Collected data entries:
--------------------------------
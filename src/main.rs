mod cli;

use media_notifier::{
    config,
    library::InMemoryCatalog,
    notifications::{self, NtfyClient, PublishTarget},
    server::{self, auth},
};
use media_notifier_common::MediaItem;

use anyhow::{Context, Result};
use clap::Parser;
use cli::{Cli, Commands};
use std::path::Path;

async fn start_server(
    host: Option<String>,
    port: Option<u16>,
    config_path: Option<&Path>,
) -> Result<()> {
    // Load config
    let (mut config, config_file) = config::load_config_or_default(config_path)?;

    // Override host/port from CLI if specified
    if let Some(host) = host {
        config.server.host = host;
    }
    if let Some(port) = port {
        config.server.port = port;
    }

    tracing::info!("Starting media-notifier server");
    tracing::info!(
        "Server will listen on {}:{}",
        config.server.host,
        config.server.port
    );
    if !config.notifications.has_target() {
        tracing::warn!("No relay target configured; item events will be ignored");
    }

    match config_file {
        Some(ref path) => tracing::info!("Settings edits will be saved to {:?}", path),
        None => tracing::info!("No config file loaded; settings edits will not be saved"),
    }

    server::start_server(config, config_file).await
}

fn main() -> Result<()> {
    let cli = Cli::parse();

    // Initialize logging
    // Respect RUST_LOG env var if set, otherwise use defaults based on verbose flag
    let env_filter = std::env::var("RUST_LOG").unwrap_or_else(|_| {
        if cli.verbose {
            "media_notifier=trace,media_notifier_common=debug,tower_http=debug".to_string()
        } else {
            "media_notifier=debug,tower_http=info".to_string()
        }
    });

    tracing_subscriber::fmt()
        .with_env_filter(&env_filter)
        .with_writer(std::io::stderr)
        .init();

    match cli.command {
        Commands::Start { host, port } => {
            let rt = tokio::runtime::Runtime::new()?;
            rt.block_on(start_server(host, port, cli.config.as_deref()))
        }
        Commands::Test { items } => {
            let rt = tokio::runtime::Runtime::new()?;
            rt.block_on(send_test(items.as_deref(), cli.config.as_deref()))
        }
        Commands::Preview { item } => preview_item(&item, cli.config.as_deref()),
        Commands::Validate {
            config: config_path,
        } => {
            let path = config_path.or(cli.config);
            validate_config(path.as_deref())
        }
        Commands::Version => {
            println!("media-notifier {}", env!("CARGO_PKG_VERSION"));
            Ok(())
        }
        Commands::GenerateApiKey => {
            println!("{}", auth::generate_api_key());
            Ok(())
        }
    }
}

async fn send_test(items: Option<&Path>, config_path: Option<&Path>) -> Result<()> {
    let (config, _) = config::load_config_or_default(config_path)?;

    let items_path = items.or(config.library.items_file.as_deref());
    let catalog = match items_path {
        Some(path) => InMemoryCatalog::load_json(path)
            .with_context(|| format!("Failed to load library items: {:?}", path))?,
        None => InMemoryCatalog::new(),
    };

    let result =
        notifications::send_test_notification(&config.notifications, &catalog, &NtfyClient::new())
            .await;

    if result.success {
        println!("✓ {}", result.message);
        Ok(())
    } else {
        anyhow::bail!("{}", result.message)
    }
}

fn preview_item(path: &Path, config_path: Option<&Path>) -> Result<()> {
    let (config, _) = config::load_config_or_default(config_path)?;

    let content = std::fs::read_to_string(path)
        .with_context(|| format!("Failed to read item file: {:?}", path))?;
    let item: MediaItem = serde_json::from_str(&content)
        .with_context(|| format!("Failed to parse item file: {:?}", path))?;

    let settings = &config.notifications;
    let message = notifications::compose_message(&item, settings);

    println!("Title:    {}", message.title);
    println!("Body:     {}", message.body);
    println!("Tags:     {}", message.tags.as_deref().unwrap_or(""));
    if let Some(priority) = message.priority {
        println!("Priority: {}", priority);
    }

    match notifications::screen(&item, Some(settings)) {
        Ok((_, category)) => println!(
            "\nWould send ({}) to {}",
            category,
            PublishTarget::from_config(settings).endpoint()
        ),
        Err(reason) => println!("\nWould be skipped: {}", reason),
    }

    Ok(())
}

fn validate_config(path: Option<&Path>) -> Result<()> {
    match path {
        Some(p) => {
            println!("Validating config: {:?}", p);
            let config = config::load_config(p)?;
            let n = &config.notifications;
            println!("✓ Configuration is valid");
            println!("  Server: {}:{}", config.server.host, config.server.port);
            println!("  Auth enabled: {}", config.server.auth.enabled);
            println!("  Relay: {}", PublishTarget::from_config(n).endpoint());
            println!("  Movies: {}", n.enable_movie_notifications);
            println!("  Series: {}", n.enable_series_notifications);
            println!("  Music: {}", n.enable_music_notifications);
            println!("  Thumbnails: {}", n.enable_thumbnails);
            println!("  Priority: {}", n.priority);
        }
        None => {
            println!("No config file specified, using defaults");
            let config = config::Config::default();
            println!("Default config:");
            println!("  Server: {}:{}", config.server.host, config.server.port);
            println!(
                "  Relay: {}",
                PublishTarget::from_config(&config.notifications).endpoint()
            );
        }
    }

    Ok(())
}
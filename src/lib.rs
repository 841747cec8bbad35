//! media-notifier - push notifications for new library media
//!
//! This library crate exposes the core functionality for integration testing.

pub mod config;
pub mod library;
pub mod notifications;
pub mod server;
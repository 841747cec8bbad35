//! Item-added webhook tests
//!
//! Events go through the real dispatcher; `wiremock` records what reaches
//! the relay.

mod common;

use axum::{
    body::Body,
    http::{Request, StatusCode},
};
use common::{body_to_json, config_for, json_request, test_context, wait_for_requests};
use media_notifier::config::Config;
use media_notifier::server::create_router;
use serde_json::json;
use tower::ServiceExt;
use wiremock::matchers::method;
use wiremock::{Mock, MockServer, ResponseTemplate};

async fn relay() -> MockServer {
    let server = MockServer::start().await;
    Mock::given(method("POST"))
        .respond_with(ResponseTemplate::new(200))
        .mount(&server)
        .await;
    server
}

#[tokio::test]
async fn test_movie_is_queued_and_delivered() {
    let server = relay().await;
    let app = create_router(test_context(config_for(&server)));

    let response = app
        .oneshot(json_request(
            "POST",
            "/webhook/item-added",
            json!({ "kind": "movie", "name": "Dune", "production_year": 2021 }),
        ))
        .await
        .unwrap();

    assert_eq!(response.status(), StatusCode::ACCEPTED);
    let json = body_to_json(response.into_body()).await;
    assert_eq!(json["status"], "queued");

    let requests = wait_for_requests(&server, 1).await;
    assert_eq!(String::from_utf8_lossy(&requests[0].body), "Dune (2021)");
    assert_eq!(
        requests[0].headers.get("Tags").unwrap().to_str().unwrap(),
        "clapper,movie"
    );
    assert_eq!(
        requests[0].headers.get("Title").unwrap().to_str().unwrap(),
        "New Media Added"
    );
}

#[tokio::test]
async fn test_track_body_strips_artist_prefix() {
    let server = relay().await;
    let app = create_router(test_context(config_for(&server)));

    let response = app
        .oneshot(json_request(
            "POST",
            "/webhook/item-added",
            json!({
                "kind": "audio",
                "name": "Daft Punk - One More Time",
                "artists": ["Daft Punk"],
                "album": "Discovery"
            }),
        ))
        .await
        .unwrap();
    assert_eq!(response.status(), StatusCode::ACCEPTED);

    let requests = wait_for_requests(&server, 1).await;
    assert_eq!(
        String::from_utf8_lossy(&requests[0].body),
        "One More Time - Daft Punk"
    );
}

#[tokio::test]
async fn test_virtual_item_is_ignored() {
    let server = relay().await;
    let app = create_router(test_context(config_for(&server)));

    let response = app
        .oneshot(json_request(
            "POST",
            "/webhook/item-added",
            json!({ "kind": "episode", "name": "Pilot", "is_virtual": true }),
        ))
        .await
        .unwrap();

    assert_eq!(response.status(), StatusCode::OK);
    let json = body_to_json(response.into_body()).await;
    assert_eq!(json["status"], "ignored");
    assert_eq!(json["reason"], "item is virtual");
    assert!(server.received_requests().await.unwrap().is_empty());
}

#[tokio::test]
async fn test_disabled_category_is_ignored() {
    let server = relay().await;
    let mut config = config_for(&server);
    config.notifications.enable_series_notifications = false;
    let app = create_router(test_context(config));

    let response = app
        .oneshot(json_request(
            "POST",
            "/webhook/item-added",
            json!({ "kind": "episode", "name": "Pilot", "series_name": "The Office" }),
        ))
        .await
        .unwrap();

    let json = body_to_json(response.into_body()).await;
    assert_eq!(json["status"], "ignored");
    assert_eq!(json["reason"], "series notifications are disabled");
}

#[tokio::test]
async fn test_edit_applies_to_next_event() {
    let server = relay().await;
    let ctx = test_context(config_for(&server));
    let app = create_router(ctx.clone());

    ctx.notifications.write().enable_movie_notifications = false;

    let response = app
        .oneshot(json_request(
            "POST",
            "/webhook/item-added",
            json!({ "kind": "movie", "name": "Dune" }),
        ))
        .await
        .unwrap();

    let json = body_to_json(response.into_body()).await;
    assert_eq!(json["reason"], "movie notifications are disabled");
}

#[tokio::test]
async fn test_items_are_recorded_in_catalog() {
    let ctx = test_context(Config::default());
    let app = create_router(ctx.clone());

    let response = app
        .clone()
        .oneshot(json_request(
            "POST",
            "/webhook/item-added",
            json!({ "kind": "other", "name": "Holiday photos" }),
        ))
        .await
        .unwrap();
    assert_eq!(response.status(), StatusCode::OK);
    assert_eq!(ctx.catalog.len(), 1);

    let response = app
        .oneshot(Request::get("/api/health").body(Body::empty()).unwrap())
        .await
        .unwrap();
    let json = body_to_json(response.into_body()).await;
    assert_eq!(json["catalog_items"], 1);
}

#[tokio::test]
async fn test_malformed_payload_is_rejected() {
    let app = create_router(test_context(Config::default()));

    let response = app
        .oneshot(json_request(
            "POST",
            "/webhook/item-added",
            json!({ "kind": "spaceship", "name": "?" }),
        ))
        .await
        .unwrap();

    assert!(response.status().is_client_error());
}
--------------------------------
> _EXERCISE BRIEF_
Would you copy, unchanged, the stretch of the records above that begins at the line containing "pub mod server;" and ends at the line containing "use media_notifier::config::Config;", and only that?

> _EXPECTED OUTPUT_
pub mod server;
repository 841747cec8bbad35
//! Item-added webhook tests
//!
//! Events go through the real dispatcher; `wiremock` records what reaches
//! the relay.

mod common;

use axum::{
    body::Body,
    http::{Request, StatusCode},
};
use common::{body_to_json, config_for, json_request, test_context, wait_for_requests};
use media_notifier::config::Config;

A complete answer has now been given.